Sino Hotels expects conditions to remain challenging after first-half losses rise amid Covid-19 curbs in Hong Kong

  • The owner of the Conrad Hong Kong saw losses widen by more than a fifth to US$7.1 million for the six months ending December
  • City Garden Hotel reported 100 per cent occupancy from June to December, while Conrad and Royal Pacific Hotel & Towers also saw higher occupancy
City Garden Hotel, owned by Sino Hotels and located in Hong Kong island’s eastern district of Fortress Hill, had 100 per cent occupancy in the six months to December. Photo: Handout

Sino Hotels, controlled by billionaire Robert Ng Chee Siong, said on Thursday that the outlook does not look too bright after its first-half losses widened, as Hong Kong’s zero Covid-19 policy continued to weigh on its bottom line.

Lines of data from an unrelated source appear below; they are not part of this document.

//! Repository port for board persistence and membership.

use crate::board::domain::{Board, BoardId};
use crate::user::domain::UserId;
use async_trait::async_trait;
use std::sync::Arc;
use thiserror::Error;

/// Result type for board repository operations.
pub type BoardRepositoryResult<T> = Result<T, BoardRepositoryError>;

/// Board persistence contract.
#[async_trait]
pub trait BoardRepository: Send + Sync {
    /// Stores a new board together with its columns and members.
    ///
    /// # Errors
    ///
    /// Returns [`BoardRepositoryError::DuplicateBoard`] when the identifier is
    /// already taken.
    async fn store(&self, board: &Board) -> BoardRepositoryResult<()>;

    /// Persists membership changes of an existing board.
    ///
    /// # Errors
    ///
    /// Returns [`BoardRepositoryError::NotFound`] when the board is missing.
    async fn update_members(&self, board: &Board) -> BoardRepositoryResult<()>;

    /// Finds a board by identifier.
    async fn find_by_id(&self, id: BoardId) -> BoardRepositoryResult<Option<Board>>;

    /// Lists boards the user owns or is a member of, oldest first.
    async fn list_accessible(&self, user: UserId) -> BoardRepositoryResult<Vec<Board>>;
}

/// Errors returned by board repository implementations.
#[derive(Debug, Clone, Error)]
pub enum BoardRepositoryError {
    /// A board with the same identifier already exists.
    #[error("duplicate board identifier: {0}")]
    DuplicateBoard(BoardId),

    /// The board was not found.
    #[error("board not found: {0}")]
    NotFound(BoardId),

    /// Persistence-layer failure.
    #[error("persistence error: {0}")]
    Persistence(Arc<dyn std::error::Error + Send + Sync>),
}

impl BoardRepositoryError {
    /// Wraps a persistence error.
    pub fn persistence(err: impl std::error::Error + Send + Sync + 'static) -> Self {
        Self::Persistence(Arc::new(err))
    }
}

impl From<diesel::result::Error> for BoardRepositoryError {
    fn from(err: diesel::result::Error) -> Self {
        // Constraint violations carry no identifiers, so every Diesel error
        // is reported as a persistence failure.
        Self::persistence(err)
    }
}
//! In-memory board repository.

use async_trait::async_trait;
use std::collections::HashMap;
use std::sync::{Arc, RwLock};

use crate::board::{
    domain::{Board, BoardId},
    ports::{BoardRepository, BoardRepositoryError, BoardRepositoryResult},
};
use crate::user::domain::UserId;

/// Thread-safe in-memory board repository.
#[derive(Debug, Clone, Default)]
pub struct InMemoryBoardRepository {
    boards: Arc<RwLock<HashMap<BoardId, Board>>>,
}

impl InMemoryBoardRepository {
    /// Creates an empty repository.
    #[must_use]
    pub fn new() -> Self {
        Self::default()
    }
}

fn poisoned(err: impl ToString) -> BoardRepositoryError {
    BoardRepositoryError::persistence(std::io::Error::other(err.to_string()))
}

#[async_trait]
impl BoardRepository for InMemoryBoardRepository {
    async fn store(&self, board: &Board) -> BoardRepositoryResult<()> {
        let mut boards = self.boards.write().map_err(poisoned)?;
        if boards.contains_key(&board.id()) {
            return Err(BoardRepositoryError::DuplicateBoard(board.id()));
        }
        boards.insert(board.id(), board.clone());
        Ok(())
    }

    async fn update_members(&self, board: &Board) -> BoardRepositoryResult<()> {
        let mut boards = self.boards.write().map_err(poisoned)?;
        let stored = boards
            .get_mut(&board.id())
            .ok_or(BoardRepositoryError::NotFound(board.id()))?;
        *stored = board.clone();
        Ok(())
    }

    async fn find_by_id(&self, id: BoardId) -> BoardRepositoryResult<Option<Board>> {
        let boards = self.boards.read().map_err(poisoned)?;
        Ok(boards.get(&id).cloned())
    }

    async fn list_accessible(&self, user: UserId) -> BoardRepositoryResult<Vec<Board>> {
        let boards = self.boards.read().map_err(poisoned)?;
        let mut accessible: Vec<Board> = boards
            .values()
            .filter(|board| board.is_accessible_by(user))
            .cloned()
            .collect();
        accessible.sort_by_key(Board::created_at);
        Ok(accessible)
    }
}
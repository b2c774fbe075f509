//! State container for the active board.

use crate::board::domain::{Board, BoardId};
use crate::task::domain::{Comment, Placement, Task, TaskId, TaskMove, TaskStatus};
use crate::user::domain::User;
use serde::{Deserialize, Serialize};
use std::collections::HashMap;
use std::fmt;

/// Monotonic identifier of one persistence batch.
#[derive(Debug, Clone, Copy, PartialEq, Eq, Hash, PartialOrd, Ord, Serialize, Deserialize)]
#[serde(transparent)]
pub struct OperationId(u64);

impl OperationId {
    /// Returns the raw sequence number.
    #[must_use]
    pub const fn value(self) -> u64 {
        self.0
    }
}

impl fmt::Display for OperationId {
    fn fmt(&self, f: &mut fmt::Formatter<'_>) -> fmt::Result {
        write!(f, "op-{}", self.0)
    }
}

/// Every mutation the store accepts.
#[derive(Debug, Clone, PartialEq, Eq)]
pub enum StoreAction {
    /// Replaces the board list, keeping the active board when still present
    /// and otherwise selecting the first board.
    LoadBoards(Vec<Board>),
    /// Replaces the user directory.
    LoadUsers(Vec<User>),
    /// Replaces the tasks of the active board.
    LoadTasks(Vec<Task>),
    /// Replaces the tasks of the active board with a server snapshot while
    /// tasks owned by a live operation keep their local placement.
    MergeTasks(Vec<Task>),
    /// Switches the active board and clears its tasks until they load.
    SelectBoard(BoardId),
    /// Appends a newly created board and makes it active.
    InsertBoard(Board),
    /// Provisionally places the dragged task while hovering.
    PreviewMove(TaskMove),
    /// Optimistically applies the placements of an operation.
    ApplyPlacements {
        /// Operation writing the placements.
        operation: OperationId,
        /// Placements to apply.
        placements: Vec<TaskMove>,
    },
    /// Restores placements of tasks still owned by the operation.
    Rollback {
        /// Operation being reverted.
        operation: OperationId,
        /// Pre-drag placements.
        placements: Vec<TaskMove>,
    },
    /// Replaces a task with the server's representation.
    ///
    /// With an operation, the replacement only lands while that operation
    /// is still the task's last writer.
    ReplaceTask {
        /// Operation the response belongs to, if any.
        operation: Option<OperationId>,
        /// Server representation.
        task: Task,
    },
    /// Releases ownership of every task still held by the operation.
    Complete(OperationId),
    /// Appends a created task.
    InsertTask(Task),
    /// Drops a deleted task.
    RemoveTask(TaskId),
    /// Appends a comment to its task.
    AppendComment(Comment),
}

/// In-memory state of the dashboard.
///
/// Only [`TaskStore::dispatch`] mutates it. Each task remembers the last
/// operation that optimistically wrote it, so responses of superseded
/// operations cannot overwrite newer local state.
#[derive(Debug, Clone, Default)]
pub struct TaskStore {
    boards: Vec<Board>,
    users: Vec<User>,
    tasks: Vec<Task>,
    active_board: Option<BoardId>,
    last_writer: HashMap<TaskId, OperationId>,
    next_operation: u64,
}

impl TaskStore {
    /// Creates an empty store.
    #[must_use]
    pub fn new() -> Self {
        Self::default()
    }

    /// Returns the loaded boards.
    #[must_use]
    pub fn boards(&self) -> &[Board] {
        &self.boards
    }

    /// Returns the loaded users.
    #[must_use]
    pub fn users(&self) -> &[User] {
        &self.users
    }

    /// Returns the active board's tasks in store order.
    #[must_use]
    pub fn tasks(&self) -> &[Task] {
        &self.tasks
    }

    /// Returns the active board identifier.
    #[must_use]
    pub const fn active_board_id(&self) -> Option<BoardId> {
        self.active_board
    }

    /// Returns the active board.
    #[must_use]
    pub fn active_board(&self) -> Option<&Board> {
        let id = self.active_board?;
        self.boards.iter().find(|board| board.id() == id)
    }

    /// Finds a task by identifier.
    #[must_use]
    pub fn task(&self, id: TaskId) -> Option<&Task> {
        self.tasks.iter().find(|task| task.id() == id)
    }

    /// Returns the tasks of one lane ordered by `order`, ties by store
    /// position.
    #[must_use]
    pub fn tasks_in(&self, status: TaskStatus) -> Vec<&Task> {
        let mut lane: Vec<&Task> = self
            .tasks
            .iter()
            .filter(|task| task.status() == status)
            .collect();
        lane.sort_by_key(|task| task.order());
        lane
    }

    /// Returns the operation that last wrote the task optimistically.
    #[must_use]
    pub fn last_writer(&self, id: TaskId) -> Option<OperationId> {
        self.last_writer.get(&id).copied()
    }

    /// Allocates the next operation identifier.
    pub fn next_operation(&mut self) -> OperationId {
        self.next_operation += 1;
        OperationId(self.next_operation)
    }

    /// Applies one action.
    pub fn dispatch(&mut self, action: StoreAction) {
        match action {
            StoreAction::LoadBoards(boards) => self.load_boards(boards),
            StoreAction::LoadUsers(users) => self.users = users,
            StoreAction::LoadTasks(tasks) => {
                self.tasks = tasks;
                self.last_writer.clear();
            }
            StoreAction::MergeTasks(tasks) => self.merge_tasks(tasks),
            StoreAction::SelectBoard(id) => self.select_board(id),
            StoreAction::InsertBoard(board) => {
                let id = board.id();
                self.boards.push(board);
                self.select_board(id);
            }
            StoreAction::PreviewMove(mv) => {
                // The user took the task over; older responses no longer apply.
                self.last_writer.remove(&mv.task_id);
                self.place(mv.task_id, mv.placement);
            }
            StoreAction::ApplyPlacements {
                operation,
                placements,
            } => {
                for mv in placements {
                    if self.place(mv.task_id, mv.placement) {
                        self.last_writer.insert(mv.task_id, operation);
                    }
                }
            }
            StoreAction::Rollback {
                operation,
                placements,
            } => {
                for mv in placements {
                    if self.owned_by(mv.task_id, operation) {
                        self.place(mv.task_id, mv.placement);
                        self.last_writer.remove(&mv.task_id);
                    }
                }
            }
            StoreAction::ReplaceTask { operation, task } => {
                let id = task.id();
                if operation.is_some_and(|op| !self.owned_by(id, op)) {
                    return;
                }
                if let Some(slot) = self.tasks.iter_mut().find(|stored| stored.id() == id) {
                    *slot = task;
                    self.last_writer.remove(&id);
                }
            }
            StoreAction::Complete(operation) => {
                self.last_writer.retain(|_, writer| *writer != operation);
            }
            StoreAction::InsertTask(task) => {
                if self.active_board == Some(task.board_id()) {
                    self.tasks.push(task);
                }
            }
            StoreAction::RemoveTask(id) => {
                self.tasks.retain(|task| task.id() != id);
                self.last_writer.remove(&id);
            }
            StoreAction::AppendComment(comment) => {
                if let Some(task) = self
                    .tasks
                    .iter_mut()
                    .find(|task| task.id() == comment.task_id())
                {
                    task.push_comment(comment);
                }
            }
        }
    }

    fn load_boards(&mut self, boards: Vec<Board>) {
        self.boards = boards;
        let still_present = self
            .active_board
            .is_some_and(|id| self.boards.iter().any(|board| board.id() == id));
        if still_present {
            return;
        }
        self.active_board = None;
        self.tasks.clear();
        self.last_writer.clear();
        if let Some(id) = self.boards.first().map(Board::id) {
            self.select_board(id);
        }
    }

    fn merge_tasks(&mut self, incoming: Vec<Task>) {
        let merged: Vec<Task> = incoming
            .into_iter()
            .map(|mut task| {
                if let Some(placement) = self.owned_placement(task.id()) {
                    task.place(placement);
                }
                task
            })
            .collect();
        self.tasks = merged;
        let tasks = &self.tasks;
        self.last_writer
            .retain(|id, _| tasks.iter().any(|task| task.id() == *id));
    }

    fn owned_placement(&self, id: TaskId) -> Option<Placement> {
        if !self.last_writer.contains_key(&id) {
            return None;
        }
        self.task(id).map(Task::placement)
    }

    fn select_board(&mut self, id: BoardId) {
        if self.active_board != Some(id) {
            self.tasks.clear();
            self.last_writer.clear();
        }
        self.active_board = Some(id);
    }

    fn owned_by(&self, id: TaskId, operation: OperationId) -> bool {
        self.last_writer.get(&id) == Some(&operation)
    }

    fn place(&mut self, id: TaskId, placement: Placement) -> bool {
        self.tasks
            .iter_mut()
            .find(|task| task.id() == id)
            .map(|task| task.place(placement))
            .is_some()
    }
}
//! `PostgreSQL` adapter for task storage.

mod models;
mod repository;

pub use repository::PostgresTaskRepository;
//! Application services for the user directory.

mod directory;

pub use directory::{
    RegisterUserRequest, UserDirectoryError, UserDirectoryResult, UserDirectoryService,
};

The owner of the Conrad Hong Kong saw losses increase by more than a fifth to HK$55.5 million (US$7.1 million) for the six months ending December from a year ago.

“The hospitality industry continued to be heavily impacted by cross-border travel restrictions and social distancing measures,” Ng said in a statement filed to the Hong Kong stock exchange.

“A meaningful recovery will be dependent on the easing of travel restrictions and resumption of international travel. The group is taking all practicable measures to cope with the challenges.”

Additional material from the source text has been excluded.